Comme les relations virtuelles sont toujours le prolongement de relations réelles, l’important est de comprendre lesquelles ont été abîmées et sont par conséquent à réparer. Si c’est une amitié qui est en jeu, c’est cette amitié que l’on cherchera à rétablir. Si c’est la place de quelqu’un dans le groupe, on visera sa réintégration. Si c’est d’image dont il est question, ce sont les images qui seront au centre de l’attention.
Encore plus que d’autres, les agressions virtuelles nécessitent un travail permettant la prise de conscience des élèves. Comme les phénomènes sont nouveaux, comme les jeunes et moins jeunes ont peu de recul, le travail de réflexion sur les enjeux est ici encore plus important. C’est pour cette raison qu’il est ici encore plus pertinent que la réparation prenne la forme d’une présentation. Par le biais d’un panneau, d’un sketch, d’un article sur le net ou encore d’une petite vidéo, il est possible de demander aux jeunes de partager avec d’autres les fruits de leur expérience et de leurs réflexions.

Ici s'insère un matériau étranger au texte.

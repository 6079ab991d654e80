//! S3 multipart transport using the AWS SDK

use super::traits::{MultipartTransport, SessionStart, TransportError};
use crate::config::BackendConfig;
use crate::types::{CompletedPart, ResponseMetadata};
use async_trait::async_trait;
use aws_credential_types::Credentials;
use aws_sdk_s3::config::BehaviorVersion;
use aws_sdk_s3::error::SdkError;
use aws_sdk_s3::operation::{RequestId, RequestIdExt};
use aws_sdk_s3::primitives::ByteStream;
use aws_sdk_s3::types::{CompletedMultipartUpload, CompletedPart as S3CompletedPart};
use aws_sdk_s3::Client;
use bytes::Bytes;
use tracing::debug;

/// S3 transport relaying each part straight to the backend
pub struct S3Transport {
    client: Client,
}

impl S3Transport {
    /// Build an S3 client from a BackendConfig.
    pub fn build_client(config: &BackendConfig) -> Result<Client, TransportError> {
        let (endpoint, region, force_path_style, access_key_id, secret_access_key) = match config {
            BackendConfig::S3 {
                endpoint,
                region,
                force_path_style,
                access_key_id,
                secret_access_key,
            } => (
                endpoint.clone(),
                region.clone(),
                *force_path_style,
                access_key_id.clone(),
                secret_access_key.clone(),
            ),
            _ => {
                return Err(TransportError::Other(
                    "S3Transport requires S3 configuration".to_string(),
                ))
            }
        };

        // Require explicit credentials, never fall back to the default AWS credential chain
        let credentials = match (access_key_id, secret_access_key) {
            (Some(ref key_id), Some(ref secret)) => {
                Credentials::new(key_id, secret, None, None, "partrelay-config")
            }
            _ => {
                return Err(TransportError::Other(
                    "S3 backend requires explicit credentials: set AWS_ACCESS_KEY_ID and AWS_ACCESS_KEY_SECRET".to_string(),
                ));
            }
        };

        let mut s3_config_builder = aws_sdk_s3::config::Builder::new()
            .behavior_version(BehaviorVersion::latest())
            .region(aws_sdk_s3::config::Region::new(region))
            .credentials_provider(credentials)
            .force_path_style(force_path_style);

        if let Some(ref ep) = endpoint {
            s3_config_builder = s3_config_builder.endpoint_url(ep);
        }

        Ok(Client::from_conf(s3_config_builder.build()))
    }

    pub fn new(config: &BackendConfig) -> Result<Self, TransportError> {
        let client = Self::build_client(config)?;
        debug!("S3Transport initialized");
        Ok(Self { client })
    }

    pub fn from_client(client: Client) -> Self {
        Self { client }
    }

    /// Classify an S3 SDK error.
    ///
    /// Many S3 providers return `AccessDenied` (403) instead of `NoSuchBucket`
    /// for non-existent buckets, so both map to `BucketNotFound`.
    fn classify_s3_error(
        bucket: &str,
        e: &SdkError<impl std::fmt::Debug>,
        context: &str,
    ) -> TransportError {
        let debug_str = format!("{:?}", e);
        if debug_str.contains("NoSuchBucket") {
            return TransportError::BucketNotFound(bucket.to_string());
        }
        if let SdkError::ServiceError(ref svc) = e {
            if svc.raw().status().as_u16() == 403 {
                return TransportError::BucketNotFound(bucket.to_string());
            }
        }
        TransportError::S3(format!("{} failed: {}", context, e))
    }
}

#[async_trait]
impl MultipartTransport for S3Transport {
    async fn begin_session(&self, bucket: &str, key: &str) -> Result<SessionStart, TransportError> {
        let output = self
            .client
            .create_multipart_upload()
            .bucket(bucket)
            .key(key)
            .send()
            .await
            .map_err(|e| Self::classify_s3_error(bucket, &e, "create_multipart_upload"))?;

        let session_id = output
            .upload_id()
            .ok_or_else(|| TransportError::S3("create_multipart_upload returned no UploadId".into()))?
            .to_string();

        debug!("S3 CreateMultipartUpload {}/{} uploadId={}", bucket, key, session_id);
        Ok(SessionStart {
            session_id,
            response_metadata: ResponseMetadata {
                request_id: output.request_id().map(str::to_string),
                extended_request_id: output.extended_request_id().map(str::to_string),
            },
        })
    }

    async fn upload_part(
        &self,
        bucket: &str,
        key: &str,
        session_id: &str,
        part_number: u32,
        body: Bytes,
    ) -> Result<String, TransportError> {
        let size = body.len();
        let output = self
            .client
            .upload_part()
            .bucket(bucket)
            .key(key)
            .upload_id(session_id)
            .part_number(part_number as i32)
            .body(ByteStream::from(body))
            .send()
            .await
            .map_err(|e| Self::classify_s3_error(bucket, &e, "upload_part"))?;

        let etag = output
            .e_tag()
            .ok_or_else(|| {
                TransportError::S3(format!("upload_part {} returned no ETag", part_number))
            })?
            .to_string();

        debug!(
            "S3 UploadPart {}/{} part={} ({} bytes)",
            bucket, key, part_number, size
        );
        Ok(etag)
    }

    async fn complete_session(
        &self,
        bucket: &str,
        key: &str,
        session_id: &str,
        parts: &[CompletedPart],
    ) -> Result<(), TransportError> {
        let completed = CompletedMultipartUpload::builder()
            .set_parts(Some(
                parts
                    .iter()
                    .map(|p| {
                        S3CompletedPart::builder()
                            .part_number(p.part_number as i32)
                            .e_tag(&p.etag)
                            .build()
                    })
                    .collect(),
            ))
            .build();

        self.client
            .complete_multipart_upload()
            .bucket(bucket)
            .key(key)
            .upload_id(session_id)
            .multipart_upload(completed)
            .send()
            .await
            .map_err(|e| Self::classify_s3_error(bucket, &e, "complete_multipart_upload"))?;

        debug!(
            "S3 CompleteMultipartUpload {}/{} ({} parts)",
            bucket,
            key,
            parts.len()
        );
        Ok(())
    }

    async fn abort_session(
        &self,
        bucket: &str,
        key: &str,
        session_id: &str,
    ) -> Result<(), TransportError> {
        self.client
            .abort_multipart_upload()
            .bucket(bucket)
            .key(key)
            .upload_id(session_id)
            .send()
            .await
            .map_err(|e| Self::classify_s3_error(bucket, &e, "abort_multipart_upload"))?;

        debug!("S3 AbortMultipartUpload {}/{} uploadId={}", bucket, key, session_id);
        Ok(())
    }

    async fn put_object(&self, bucket: &str, key: &str, body: Bytes) -> Result<(), TransportError> {
        let size = body.len();
        self.client
            .put_object()
            .bucket(bucket)
            .key(key)
            .body(ByteStream::from(body))
            .content_type("application/octet-stream")
            .send()
            .await
            .map_err(|e| Self::classify_s3_error(bucket, &e, "put_object"))?;

        debug!("S3 PUT {}/{} ({} bytes)", bucket, key, size);
        Ok(())
    }

    fn name(&self) -> &'static str {
        "s3"
    }
}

C’est ce qui fait également que le travail pour faire prendre conscience est dans ce cas encore plus incontournable. C’est ce qui fait également que les réparations liées aux échanges virtuels sont d’intéressantes opportunités d’élargir la réflexion en prenant du temps dans les cours (voir fiche sur la leçon virtuelle).
Dernière phase de la réparation, la réhabilitation a de nouveau quelque chose de particulier lorsqu’il s’agit d’incivilités virtuelles. Il s’agit de s’appuyer sur les actes et les relations dans l’école pour réparer des comportements qui, parce que liés aux nouveaux médias, ont tendance à lui échapper. À mieux y regarder, si l’école travaille bien les relations entre élèves, il y a ici plutôt une opportunité qu’une difficulté. À travers la discussion entre élèves, l’intervention des grands frères ou celle des délégués, il est en effet possible de mobiliser l’humain pour réparer ce qui a été abîmé par l’intermédiaire des machines. En discutant des problèmes, en invitant à aller vers l’autre, en parlant pour soigner les mauvaises images, en faisant ensemble pour se rapprocher… les démarches proposées par l’école citoyenne ont un grand potentiel de réhabilitation face à l’exclusion ou au décrochage comportemental.